Now, taking a dude out to try to win a title isn’t the most honorable thing, but it’s somehow fitting for arenacross. This is a series that hangs its hat on aggressive racing, a series that features built-in rules to mix up the points and the starts and the results. It’s a race, but it’s also a show, and we’d just spent five hours on a webcast saying “Anything can happen!” so you can’t say this wasn’t expected. Or exciting! Hayes didn’t win the title, but he’s more famous now than he was last Thursday. Regal becomes the reclamation project of the year. When you’re the little series, any attention is good attention, and these guys both got some. 

After I interviewed Regal it was back to the Orleans, because EnduroCross was still going! Haaker won the race and took the points lead. He and Webb will probably duel all year long, each trying to raise their profiles—and the sport’s—as they go. Do you think it’s a coincidence that the EnduroCross opener took place in Daytona during Bike Week, round three took place in Las Vegas during the supercross weekend, and the finale takes place in Ontario, California, right in the heart of the SoCal industry?

Vicki Golden took advantaged of a thinned 250 field and made her first night show, the first time in history a female has done so.
Vicki Golden took advantaged of a thinned 250 field and made her first night show, the first time in history a female has done so. Photo: Cudby

Supercross came the next day, and Marvin Musquin vs. Cooper Webb was about to take center stage. It was the only drama left for SX 2015 … until Webb crashed out in practice. Too bad, because it was fixing to get good.

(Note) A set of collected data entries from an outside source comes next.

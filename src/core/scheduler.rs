//! Automatic optimization triggers
//!
//! Two triggers, checked in order: a fixed interval in hours, and free
//! physical memory dropping below a percentage.

use std::time::{Duration, Instant};

use super::areas::{MemoryAreas, OptimizationReason};
use super::config::OptimizerConfig;
use super::memory::MemorySnapshot;

/// Minimum gap between two usage-triggered runs.
pub const USAGE_COOLDOWN: Duration = Duration::from_secs(5 * 60);

#[derive(Debug, Clone)]
pub struct AutoOptimizationPolicy {
    interval: Option<Duration>,
    usage_threshold: Option<u32>,
    areas: MemoryAreas,
    last_scheduled: Instant,
    last_usage: Instant,
}

impl AutoOptimizationPolicy {
    /// `areas` is the effective selection; timers start at `now`.
    pub fn new(config: &OptimizerConfig, areas: MemoryAreas, now: Instant) -> Self {
        let interval = (config.auto_optimization_interval_hours > 0)
            .then(|| Duration::from_secs(u64::from(config.auto_optimization_interval_hours) * 3600));
        let usage_threshold =
            (config.auto_optimization_memory_usage > 0).then_some(config.auto_optimization_memory_usage);

        Self {
            interval,
            usage_threshold,
            areas,
            last_scheduled: now,
            last_usage: now,
        }
    }

    pub fn is_enabled(&self) -> bool {
        !self.areas.is_empty() && (self.interval.is_some() || self.usage_threshold.is_some())
    }

    /// Decide whether a run is due and, if so, record it as started.
    pub fn evaluate(&mut self, now: Instant, snapshot: Option<&MemorySnapshot>) -> Option<OptimizationReason> {
        if self.areas.is_empty() {
            return None;
        }

        if let Some(interval) = self.interval {
            if now.saturating_duration_since(self.last_scheduled) >= interval {
                self.last_scheduled = now;
                return Some(OptimizationReason::Scheduled);
            }
        }

        if let (Some(threshold), Some(snapshot)) = (self.usage_threshold, snapshot) {
            if snapshot.physical.free.percentage < threshold
                && now.saturating_duration_since(self.last_usage) >= USAGE_COOLDOWN
            {
                self.last_usage = now;
                return Some(OptimizationReason::Usage);
            }
        }

        None
    }
}

#[cfg(test)]
mod tests {
    use super::*;
    use crate::core::areas::MemoryArea;
    use crate::platform::MemoryCounters;

    const GB: u64 = 1 << 30;

    fn snapshot(free_percent: u64) -> MemorySnapshot {
        MemorySnapshot::from_counters(&MemoryCounters {
            memory_load: None,
            total_physical: 100 * GB,
            available_physical: free_percent * GB,
            total_virtual: 200 * GB,
            available_virtual: 100 * GB,
        })
    }

    fn config(interval_hours: u32, usage: u32) -> OptimizerConfig {
        OptimizerConfig {
            auto_optimization_interval_hours: interval_hours,
            auto_optimization_memory_usage: usage,
            ..OptimizerConfig::default()
        }
    }

    #[test]
    fn test_disabled_by_default() {
        let start = Instant::now();
        let mut policy = AutoOptimizationPolicy::new(&OptimizerConfig::default(), MemoryAreas::ALL, start);
        assert!(!policy.is_enabled());
        let later = start + Duration::from_secs(24 * 3600);
        assert_eq!(policy.evaluate(later, Some(&snapshot(1))), None);
    }

    #[test]
    fn test_interval_trigger() {
        let start = Instant::now();
        let mut policy = AutoOptimizationPolicy::new(&config(2, 0), MemoryAreas::ALL, start);

        assert_eq!(policy.evaluate(start + Duration::from_secs(3600), None), None);
        let due = start + Duration::from_secs(2 * 3600);
        assert_eq!(policy.evaluate(due, None), Some(OptimizationReason::Scheduled));
        assert_eq!(policy.evaluate(due + Duration::from_secs(60), None), None);
    }

    #[test]
    fn test_usage_trigger_with_cooldown() {
        let start = Instant::now();
        let mut policy = AutoOptimizationPolicy::new(&config(0, 20), MemoryAreas::ALL, start);

        // cooldown counts from policy creation
        assert_eq!(policy.evaluate(start, Some(&snapshot(10))), None);

        let t1 = start + USAGE_COOLDOWN;
        assert_eq!(policy.evaluate(t1, Some(&snapshot(30))), None);
        assert_eq!(policy.evaluate(t1, Some(&snapshot(10))), Some(OptimizationReason::Usage));
        assert_eq!(policy.evaluate(t1 + Duration::from_secs(60), Some(&snapshot(10))), None);
        assert_eq!(
            policy.evaluate(t1 + USAGE_COOLDOWN, Some(&snapshot(10))),
            Some(OptimizationReason::Usage)
        );
    }

    #[test]
    fn test_no_trigger_without_areas() {
        let start = Instant::now();
        let mut policy = AutoOptimizationPolicy::new(&config(1, 90), MemoryAreas::NONE, start);
        assert!(!policy.is_enabled());
        let later = start + Duration::from_secs(10 * 3600);
        assert_eq!(policy.evaluate(later, Some(&snapshot(1))), None);
    }

    #[test]
    fn test_interval_checked_before_usage() {
        let start = Instant::now();
        let areas = MemoryAreas::from(MemoryArea::StandbyList);
        let mut policy = AutoOptimizationPolicy::new(&config(1, 50), areas, start);
        let later = start + Duration::from_secs(3600);
        assert_eq!(policy.evaluate(later, Some(&snapshot(10))), Some(OptimizationReason::Scheduled));
        assert_eq!(policy.evaluate(later, Some(&snapshot(10))), Some(OptimizationReason::Usage));
    }
}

Webb’s injury only placed more attention on the lack of entrants in the 250 East-West Shootout. Without points or a shiny new truck on the line, a lot of riders chose to save it for the Nationals. This is not a move I’d recommend, because we all know in the fickle world of supercross, one race win can make a career. (Okay, Musquin holeshot and checked out, but that’s hindsight. If Musquin had crashed in the first turn, the door might have been open for someone to take a first career win, plus big bonuses. And by the way, the Vegas race did have an extra-large purse. One SX win can make a career—just ask Darryn Durham, who won in New Orleans in 2012 and had to miss basically three full seasons of racing until he finally ran out of chances. Or Josh Hansen, who won at Indianapolis in 2004 after James Stewart crashed out in practice, then got a mega-dollar KTM ride the next year. Any chance you have to win your first supercross, I say you go for it.)

There was one 250 rider who took full advantage of the situation, though: Vicki Golden. She finally made the night show, becoming the first female rider to do so. Some wanted to talk trash on the deal because the small field improved her odds of making it, but the facts are she was thirty-fifth fastest out of forty-one riders (Webb didn’t record a timed lap), so she wasn’t the slowest rider out there. She also didn’t finish last in her heat (she finished seventeenth) or LCQ (sixteenth). If you don’t think she belonged, you’ve got to say the same about the riders she legitimately beat, and I don’t see anyone blasting the dude who finishes sixteenth in the LCQ any other week. 

Of course, she got a whole lot of extra attention, including cameras on her while running well outside a qualifying position in her heat. Some will say that’s fair and some will say that’s foul, but it was all in character for the weekend. Everyone was getting a little extra attention anyway.